§ Exercise requirements:
The answer is a number and only a number: how many lines of the data include the string "still"?

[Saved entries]

===

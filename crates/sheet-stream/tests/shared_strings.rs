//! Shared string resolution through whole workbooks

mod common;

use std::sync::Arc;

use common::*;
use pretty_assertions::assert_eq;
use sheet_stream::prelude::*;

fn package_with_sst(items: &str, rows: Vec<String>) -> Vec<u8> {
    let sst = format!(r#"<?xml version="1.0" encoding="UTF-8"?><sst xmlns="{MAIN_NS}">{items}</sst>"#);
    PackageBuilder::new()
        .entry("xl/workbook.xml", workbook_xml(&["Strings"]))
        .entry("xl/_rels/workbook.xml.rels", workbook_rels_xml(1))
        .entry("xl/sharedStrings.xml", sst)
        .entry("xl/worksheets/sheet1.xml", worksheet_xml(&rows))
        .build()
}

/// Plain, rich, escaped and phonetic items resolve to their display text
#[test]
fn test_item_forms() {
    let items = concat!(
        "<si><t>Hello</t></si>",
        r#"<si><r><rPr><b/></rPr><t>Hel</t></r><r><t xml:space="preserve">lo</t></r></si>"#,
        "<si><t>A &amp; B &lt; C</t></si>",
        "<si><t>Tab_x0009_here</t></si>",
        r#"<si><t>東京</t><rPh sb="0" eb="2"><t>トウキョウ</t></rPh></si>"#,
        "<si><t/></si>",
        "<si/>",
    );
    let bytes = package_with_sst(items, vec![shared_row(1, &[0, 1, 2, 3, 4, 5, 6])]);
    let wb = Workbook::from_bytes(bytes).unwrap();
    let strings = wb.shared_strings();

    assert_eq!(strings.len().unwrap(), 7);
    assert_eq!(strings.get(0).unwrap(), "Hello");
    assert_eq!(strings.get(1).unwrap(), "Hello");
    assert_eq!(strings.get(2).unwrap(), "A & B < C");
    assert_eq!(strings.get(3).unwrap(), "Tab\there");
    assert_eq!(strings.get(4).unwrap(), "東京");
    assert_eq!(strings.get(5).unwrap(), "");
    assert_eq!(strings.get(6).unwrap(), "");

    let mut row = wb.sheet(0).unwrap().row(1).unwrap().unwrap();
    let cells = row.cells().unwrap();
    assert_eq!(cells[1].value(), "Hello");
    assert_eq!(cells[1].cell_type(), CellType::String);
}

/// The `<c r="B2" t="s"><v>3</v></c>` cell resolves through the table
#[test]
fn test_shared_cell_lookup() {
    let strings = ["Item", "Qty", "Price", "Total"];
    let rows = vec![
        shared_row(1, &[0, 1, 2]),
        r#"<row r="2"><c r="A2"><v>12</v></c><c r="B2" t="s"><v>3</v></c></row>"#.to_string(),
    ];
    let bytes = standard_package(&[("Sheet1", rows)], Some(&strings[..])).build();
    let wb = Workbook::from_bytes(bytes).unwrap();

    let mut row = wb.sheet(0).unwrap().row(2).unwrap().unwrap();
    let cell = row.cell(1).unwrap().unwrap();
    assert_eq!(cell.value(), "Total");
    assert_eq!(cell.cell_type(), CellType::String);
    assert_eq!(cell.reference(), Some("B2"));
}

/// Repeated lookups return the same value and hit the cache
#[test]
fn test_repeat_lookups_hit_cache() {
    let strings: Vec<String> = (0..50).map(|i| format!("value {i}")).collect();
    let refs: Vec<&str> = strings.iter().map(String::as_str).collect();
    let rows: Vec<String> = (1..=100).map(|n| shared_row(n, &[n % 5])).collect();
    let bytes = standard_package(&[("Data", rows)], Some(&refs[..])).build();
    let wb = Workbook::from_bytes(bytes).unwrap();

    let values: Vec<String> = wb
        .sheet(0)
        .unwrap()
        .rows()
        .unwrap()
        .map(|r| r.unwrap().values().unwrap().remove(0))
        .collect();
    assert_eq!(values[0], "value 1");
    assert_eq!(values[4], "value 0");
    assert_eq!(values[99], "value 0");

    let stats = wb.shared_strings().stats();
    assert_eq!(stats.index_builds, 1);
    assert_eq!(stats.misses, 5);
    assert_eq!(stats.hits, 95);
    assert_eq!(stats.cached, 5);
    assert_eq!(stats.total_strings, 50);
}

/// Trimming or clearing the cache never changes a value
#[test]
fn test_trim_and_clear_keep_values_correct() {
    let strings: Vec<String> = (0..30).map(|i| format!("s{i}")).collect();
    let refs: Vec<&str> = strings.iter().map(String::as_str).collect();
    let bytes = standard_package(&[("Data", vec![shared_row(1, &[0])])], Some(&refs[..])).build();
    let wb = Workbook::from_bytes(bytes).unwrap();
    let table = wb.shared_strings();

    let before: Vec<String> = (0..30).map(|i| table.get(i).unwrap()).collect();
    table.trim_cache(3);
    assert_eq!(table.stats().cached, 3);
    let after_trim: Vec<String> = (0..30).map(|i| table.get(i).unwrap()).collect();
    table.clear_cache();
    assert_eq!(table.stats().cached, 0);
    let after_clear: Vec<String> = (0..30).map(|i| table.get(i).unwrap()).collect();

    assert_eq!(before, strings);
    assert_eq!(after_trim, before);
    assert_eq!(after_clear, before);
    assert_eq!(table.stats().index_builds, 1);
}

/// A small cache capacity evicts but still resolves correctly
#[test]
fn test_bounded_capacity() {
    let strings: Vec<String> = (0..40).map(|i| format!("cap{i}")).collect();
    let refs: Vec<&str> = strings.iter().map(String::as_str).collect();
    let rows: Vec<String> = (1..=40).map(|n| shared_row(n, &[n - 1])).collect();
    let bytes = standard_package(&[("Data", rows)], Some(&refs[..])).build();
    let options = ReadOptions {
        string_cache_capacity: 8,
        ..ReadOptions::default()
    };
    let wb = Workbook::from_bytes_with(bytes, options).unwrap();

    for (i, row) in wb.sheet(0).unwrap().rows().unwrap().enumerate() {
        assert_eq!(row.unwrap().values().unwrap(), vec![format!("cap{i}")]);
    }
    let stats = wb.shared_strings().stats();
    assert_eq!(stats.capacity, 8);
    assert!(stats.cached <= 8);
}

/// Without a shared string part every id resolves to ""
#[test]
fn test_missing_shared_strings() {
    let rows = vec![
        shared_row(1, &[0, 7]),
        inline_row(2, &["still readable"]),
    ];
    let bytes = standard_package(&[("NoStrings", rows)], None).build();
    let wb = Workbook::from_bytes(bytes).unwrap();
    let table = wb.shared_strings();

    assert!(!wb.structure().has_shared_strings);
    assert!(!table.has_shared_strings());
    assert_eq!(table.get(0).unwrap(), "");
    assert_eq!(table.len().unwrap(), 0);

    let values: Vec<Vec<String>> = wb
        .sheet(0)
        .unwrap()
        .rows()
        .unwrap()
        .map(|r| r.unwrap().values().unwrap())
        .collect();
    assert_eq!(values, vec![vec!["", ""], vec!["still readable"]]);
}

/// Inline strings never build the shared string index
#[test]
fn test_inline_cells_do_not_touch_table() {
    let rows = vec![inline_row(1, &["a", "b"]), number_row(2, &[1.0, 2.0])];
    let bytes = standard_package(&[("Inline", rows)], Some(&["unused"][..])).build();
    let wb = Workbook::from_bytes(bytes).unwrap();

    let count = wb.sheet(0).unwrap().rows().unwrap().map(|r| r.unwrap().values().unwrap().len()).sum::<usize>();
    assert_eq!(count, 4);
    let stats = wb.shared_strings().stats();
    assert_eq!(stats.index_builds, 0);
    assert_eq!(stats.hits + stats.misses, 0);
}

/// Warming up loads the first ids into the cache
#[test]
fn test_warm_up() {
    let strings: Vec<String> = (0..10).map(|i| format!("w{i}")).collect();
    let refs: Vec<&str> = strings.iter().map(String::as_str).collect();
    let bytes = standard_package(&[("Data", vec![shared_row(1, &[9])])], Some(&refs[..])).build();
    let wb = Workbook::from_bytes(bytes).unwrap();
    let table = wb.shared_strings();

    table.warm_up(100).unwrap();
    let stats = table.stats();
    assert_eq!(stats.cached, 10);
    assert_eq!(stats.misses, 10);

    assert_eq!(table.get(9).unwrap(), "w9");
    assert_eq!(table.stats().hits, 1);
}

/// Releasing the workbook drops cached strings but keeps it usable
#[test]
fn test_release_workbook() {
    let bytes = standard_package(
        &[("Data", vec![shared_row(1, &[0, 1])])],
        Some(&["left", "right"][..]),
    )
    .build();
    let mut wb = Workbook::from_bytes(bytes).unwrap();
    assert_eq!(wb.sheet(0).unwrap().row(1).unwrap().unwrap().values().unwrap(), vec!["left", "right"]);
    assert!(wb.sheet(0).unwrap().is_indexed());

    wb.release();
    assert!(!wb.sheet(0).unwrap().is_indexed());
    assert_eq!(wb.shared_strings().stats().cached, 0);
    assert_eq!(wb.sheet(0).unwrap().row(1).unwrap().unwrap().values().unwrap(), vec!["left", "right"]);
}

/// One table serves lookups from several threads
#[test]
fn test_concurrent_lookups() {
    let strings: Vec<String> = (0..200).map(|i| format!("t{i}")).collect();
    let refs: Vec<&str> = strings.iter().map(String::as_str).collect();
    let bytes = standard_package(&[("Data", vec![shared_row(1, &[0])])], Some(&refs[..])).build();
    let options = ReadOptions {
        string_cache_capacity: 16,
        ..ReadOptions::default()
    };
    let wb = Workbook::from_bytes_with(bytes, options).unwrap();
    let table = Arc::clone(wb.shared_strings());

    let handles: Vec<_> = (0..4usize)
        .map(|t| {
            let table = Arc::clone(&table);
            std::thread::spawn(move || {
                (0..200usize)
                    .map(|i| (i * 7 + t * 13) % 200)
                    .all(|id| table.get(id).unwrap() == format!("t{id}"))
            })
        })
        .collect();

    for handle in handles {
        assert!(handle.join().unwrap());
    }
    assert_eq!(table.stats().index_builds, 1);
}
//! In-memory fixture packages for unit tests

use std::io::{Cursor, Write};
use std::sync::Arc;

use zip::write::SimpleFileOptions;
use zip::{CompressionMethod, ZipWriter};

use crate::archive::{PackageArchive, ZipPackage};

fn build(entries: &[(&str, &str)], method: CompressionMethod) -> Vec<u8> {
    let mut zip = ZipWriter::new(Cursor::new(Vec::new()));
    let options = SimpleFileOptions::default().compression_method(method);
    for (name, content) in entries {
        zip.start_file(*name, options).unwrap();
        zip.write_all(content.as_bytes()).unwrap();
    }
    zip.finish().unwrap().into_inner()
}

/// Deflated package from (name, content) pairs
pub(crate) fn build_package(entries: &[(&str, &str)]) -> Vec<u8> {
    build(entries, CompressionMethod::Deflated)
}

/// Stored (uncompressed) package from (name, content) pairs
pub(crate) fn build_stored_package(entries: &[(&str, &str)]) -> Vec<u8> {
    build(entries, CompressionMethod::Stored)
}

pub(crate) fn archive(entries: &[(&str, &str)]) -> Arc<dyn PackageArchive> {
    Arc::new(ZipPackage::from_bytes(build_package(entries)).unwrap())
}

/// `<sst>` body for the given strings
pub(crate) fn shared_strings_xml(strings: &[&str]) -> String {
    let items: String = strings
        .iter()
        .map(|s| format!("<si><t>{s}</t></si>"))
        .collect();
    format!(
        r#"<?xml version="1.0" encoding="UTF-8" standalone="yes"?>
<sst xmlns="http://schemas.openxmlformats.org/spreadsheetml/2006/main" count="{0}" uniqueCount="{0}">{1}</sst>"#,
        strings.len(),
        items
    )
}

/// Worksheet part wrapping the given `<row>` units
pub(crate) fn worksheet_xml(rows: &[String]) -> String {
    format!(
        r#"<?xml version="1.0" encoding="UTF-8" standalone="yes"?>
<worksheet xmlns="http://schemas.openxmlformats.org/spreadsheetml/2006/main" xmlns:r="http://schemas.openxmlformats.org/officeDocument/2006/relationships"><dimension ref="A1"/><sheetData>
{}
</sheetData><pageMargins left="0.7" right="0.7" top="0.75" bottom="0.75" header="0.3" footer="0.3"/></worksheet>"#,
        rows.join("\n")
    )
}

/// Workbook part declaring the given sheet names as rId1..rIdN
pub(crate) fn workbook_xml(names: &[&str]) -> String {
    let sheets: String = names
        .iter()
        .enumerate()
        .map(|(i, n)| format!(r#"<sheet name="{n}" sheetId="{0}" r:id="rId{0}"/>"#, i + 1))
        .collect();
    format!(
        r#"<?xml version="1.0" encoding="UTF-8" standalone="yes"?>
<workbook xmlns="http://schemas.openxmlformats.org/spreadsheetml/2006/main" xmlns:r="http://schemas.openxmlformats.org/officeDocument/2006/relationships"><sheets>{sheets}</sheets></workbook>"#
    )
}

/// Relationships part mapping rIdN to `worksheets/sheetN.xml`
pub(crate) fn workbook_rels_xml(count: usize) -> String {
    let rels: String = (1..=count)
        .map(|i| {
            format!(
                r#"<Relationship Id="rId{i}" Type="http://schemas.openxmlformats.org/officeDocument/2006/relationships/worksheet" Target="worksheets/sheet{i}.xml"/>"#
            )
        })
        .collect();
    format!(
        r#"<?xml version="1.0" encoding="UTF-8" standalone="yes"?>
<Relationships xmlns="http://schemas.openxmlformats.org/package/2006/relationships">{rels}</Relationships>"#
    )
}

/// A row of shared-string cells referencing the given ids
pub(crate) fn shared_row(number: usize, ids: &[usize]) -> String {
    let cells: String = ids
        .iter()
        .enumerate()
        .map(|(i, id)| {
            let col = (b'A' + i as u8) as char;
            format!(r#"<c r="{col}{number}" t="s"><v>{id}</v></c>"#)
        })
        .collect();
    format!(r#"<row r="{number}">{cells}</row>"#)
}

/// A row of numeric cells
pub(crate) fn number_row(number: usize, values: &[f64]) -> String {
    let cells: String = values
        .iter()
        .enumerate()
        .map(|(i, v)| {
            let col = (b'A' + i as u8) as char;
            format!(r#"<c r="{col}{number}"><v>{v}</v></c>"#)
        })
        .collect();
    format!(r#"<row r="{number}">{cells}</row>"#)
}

===

§ Solution to this problem:
3